Seismic Event Detection from Volcanic Regions using Feature Extraction and Deep Learning

Project Description:

The goal of this project is to detect and classify volcanic events in time-series data from seismographs. To that end, we utilize a state-of-the-art machine-learning methodology that hybridizes the power of deep learning with the expertise of domain experts. We train and test these models on a data set from the southern Taupo Volcanic Zone, New Zealand: specifically, the 2012 eruptions at the Te Maari craters of Mt. Tongariro on the North Island of New Zealand. These events happened to be along the popular hiking trail Tongariro Crossing. There were no injuries in the Te Maari eruptions, but in recent years other popular volcano tourist sites, e.g., Whakaari/White Island in New Zealand and Mount Ontake in Japan, have suffered similar steam-driven (phreatic) volcanic eruptions as Tongariro, but with tragic outcomes including multiple fatalities (Yamaoka et al., 2016; Park et al., 2020).
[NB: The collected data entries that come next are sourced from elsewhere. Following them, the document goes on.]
//! Product catalog collaborator and listing filters.
//!
//! The hosted product database is out of scope; the storefront only needs
//! lookups by id and a full listing, expressed by [`ProductCatalog`].
//! [`InMemoryCatalog`] serves a fixed product list (e.g. loaded from a JSON
//! file) and is what tests and the CLI use.

use core::cmp::Ordering;

use rust_decimal::Decimal;

use crate::error::Result;
use crate::models::{Product, ProductId, ProductSort};

/// Read access to product details.
pub trait ProductCatalog: Send + Sync {
    /// Returns the product with `id`, or `Ok(None)` if it does not exist.
    ///
    /// # Errors
    ///
    /// Returns [`StorefrontError::Catalog`](crate::error::StorefrontError::Catalog)
    /// if the lookup itself fails.
    fn fetch_product_by_id(
        &self,
        id: &ProductId,
    ) -> impl Future<Output = Result<Option<Product>>> + Send;

    /// Returns every product.
    ///
    /// # Errors
    ///
    /// Returns [`StorefrontError::Catalog`](crate::error::StorefrontError::Catalog)
    /// if the listing fails.
    fn fetch_products(&self) -> impl Future<Output = Result<Vec<Product>>> + Send;

    /// Returns the products matching `filter`, sorted and paged.
    ///
    /// # Errors
    ///
    /// Propagates errors from [`fetch_products`](Self::fetch_products).
    #[inline]
    fn search(&self, filter: &ProductFilter) -> impl Future<Output = Result<Vec<Product>>> + Send {
        async move { Ok(filter.apply(self.fetch_products().await?)) }
    }
}

/// Catalog backed by a product list held in memory.
#[derive(Debug, Clone, Default)]
pub struct InMemoryCatalog {
    /// Products in listing order.
    products: Vec<Product>,
}

impl InMemoryCatalog {
    /// Creates a catalog over `products`.
    #[inline]
    #[must_use]
    pub const fn new(products: Vec<Product>) -> Self {
        Self { products }
    }

    /// Parses a JSON array of products.
    ///
    /// # Errors
    ///
    /// Returns [`StorefrontError::Serialization`](crate::error::StorefrontError::Serialization)
    /// if the document is not a valid product list.
    #[inline]
    pub fn from_json(json: &str) -> Result<Self> {
        Ok(Self::new(serde_json::from_str(json)?))
    }

    /// Distinct category names in first-seen order.
    #[inline]
    #[must_use]
    pub fn categories(&self) -> Vec<&str> {
        let mut categories: Vec<&str> = Vec::new();
        for category in self.products.iter().filter_map(|p| p.category.as_deref()) {
            if !categories.contains(&category) {
                categories.push(category);
            }
        }
        categories
    }

    /// Number of products.
    #[inline]
    #[must_use]
    pub fn len(&self) -> usize {
        self.products.len()
    }

    /// Returns `true` if the catalog has no products.
    #[inline]
    #[must_use]
    pub fn is_empty(&self) -> bool {
        self.products.is_empty()
    }
}

impl ProductCatalog for InMemoryCatalog {
    #[inline]
    fn fetch_product_by_id(
        &self,
        id: &ProductId,
    ) -> impl Future<Output = Result<Option<Product>>> + Send {
        core::future::ready(Ok(self
            .products
            .iter()
            .find(|product| product.id == *id)
            .cloned()))
    }

    #[inline]
    fn fetch_products(&self) -> impl Future<Output = Result<Vec<Product>>> + Send {
        core::future::ready(Ok(self.products.clone()))
    }
}

/// Composable filter for product listings.
///
/// Use builder-style methods to chain criteria. A product must satisfy
/// every set criterion to pass; sorting and paging apply afterwards.
///
/// # Examples
///
/// ```
/// use rust_decimal::Decimal;
/// use storefront_core::catalog::ProductFilter;
/// use storefront_core::models::ProductSort;
///
/// let filter = ProductFilter::new()
///     .query("shirt")
///     .category("Apparel")
///     .price_range(Decimal::from(10), Decimal::from(50))
///     .sort(ProductSort::PriceAsc)
///     .limit(20);
/// ```
#[derive(Debug, Default, Clone, PartialEq, Eq)]
pub struct ProductFilter {
    /// Search text (case-insensitive, matches name, description or category).
    pub query: Option<String>,
    /// Accepted categories (case-insensitive); empty accepts all.
    pub categories: Vec<String>,
    /// Minimum price (inclusive).
    pub min_price: Option<Decimal>,
    /// Maximum price (inclusive).
    pub max_price: Option<Decimal>,
    /// Sort order; `None` keeps catalog order.
    pub sort: Option<ProductSort>,
    /// Maximum number of results.
    pub limit: Option<usize>,
    /// Number of matching results to skip.
    pub offset: usize,
}

impl ProductFilter {
    /// Creates an empty filter that matches all products.
    #[inline]
    #[must_use]
    pub fn new() -> Self {
        Self::default()
    }

    /// Restricts to products mentioning `text`.
    #[inline]
    #[must_use]
    pub fn query<T: Into<String>>(mut self, text: T) -> Self {
        self.query = Some(text.into());
        self
    }

    /// Adds an accepted category.
    #[inline]
    #[must_use]
    pub fn category<T: Into<String>>(mut self, name: T) -> Self {
        self.categories.push(name.into());
        self
    }

    /// Restricts to prices within `[min, max]`.
    #[inline]
    #[must_use]
    pub const fn price_range(mut self, min: Decimal, max: Decimal) -> Self {
        self.min_price = Some(min);
        self.max_price = Some(max);
        self
    }

    /// Sets the sort order.
    #[inline]
    #[must_use]
    pub const fn sort(mut self, order: ProductSort) -> Self {
        self.sort = Some(order);
        self
    }

    /// Caps the number of results.
    #[inline]
    #[must_use]
    pub const fn limit(mut self, limit: usize) -> Self {
        self.limit = Some(limit);
        self
    }

    /// Skips the first `offset` matches.
    #[inline]
    #[must_use]
    pub const fn offset(mut self, offset: usize) -> Self {
        self.offset = offset;
        self
    }

    /// Returns `true` if the product satisfies all set criteria.
    #[inline]
    #[must_use]
    pub fn matches(&self, product: &Product) -> bool {
        self.matches_query(product) && self.matches_category(product) && self.matches_price(product)
    }

    /// Filters, sorts and pages `products`.
    #[inline]
    #[must_use]
    pub fn apply(&self, products: Vec<Product>) -> Vec<Product> {
        let mut matching: Vec<Product> = products
            .into_iter()
            .filter(|product| self.matches(product))
            .collect();
        if let Some(order) = self.sort {
            matching.sort_by(|left, right| compare(order, left, right));
        }
        matching
            .into_iter()
            .skip(self.offset)
            .take(self.limit.unwrap_or(usize::MAX))
            .collect()
    }

    /// Checks search text criteria.
    fn matches_query(&self, product: &Product) -> bool {
        self.query
            .as_deref()
            .map(str::trim)
            .filter(|text| !text.is_empty())
            .is_none_or(|text| {
                let needle = text.to_lowercase();
                [
                    Some(product.name.as_str()),
                    product.description.as_deref(),
                    product.category.as_deref(),
                ]
                .into_iter()
                .flatten()
                .any(|field| field.to_lowercase().contains(&needle))
            })
    }

    /// Checks category criteria.
    fn matches_category(&self, product: &Product) -> bool {
        self.categories.is_empty()
            || product.category.as_deref().is_some_and(|category| {
                self.categories
                    .iter()
                    .any(|wanted| wanted.eq_ignore_ascii_case(category))
            })
    }

    /// Checks price criteria.
    fn matches_price(&self, product: &Product) -> bool {
        self.min_price.is_none_or(|min| product.price >= min)
            && self.max_price.is_none_or(|max| product.price <= max)
    }
}

/// Orders two products for a listing.
fn compare(order: ProductSort, left: &Product, right: &Product) -> Ordering {
    match order {
        ProductSort::PriceAsc => left.price.cmp(&right.price),
        ProductSort::PriceDesc => right.price.cmp(&left.price),
        ProductSort::Rating => match (left.rating, right.rating) {
            (Some(l), Some(r)) => r.total_cmp(&l),
            (Some(_), None) => Ordering::Less,
            (None, Some(_)) => Ordering::Greater,
            (None, None) => Ordering::Equal,
        },
        ProductSort::Name => left.name.to_lowercase().cmp(&right.name.to_lowercase()),
    }
}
Such steam-driven eruptions are particularly hard to anticipate at present owing to an absence of large-scale motion of magma that produces signals like surface deformation that portend a future eruption. Investigating the small earthquakes associated with volcanoes could elucidate changes in the interaction of magma and fluids that lead to eruptive activity. Our preliminary work suggests that machine-learning approaches can detect small earthquakes that were previously missed by human analysts. If this conjecture is borne out by our project, the results could scaffold new insights into the dynamics of earthquake swarms that are associated with eruptions -- insights that could lead to effective prediction methods for these dangerous events.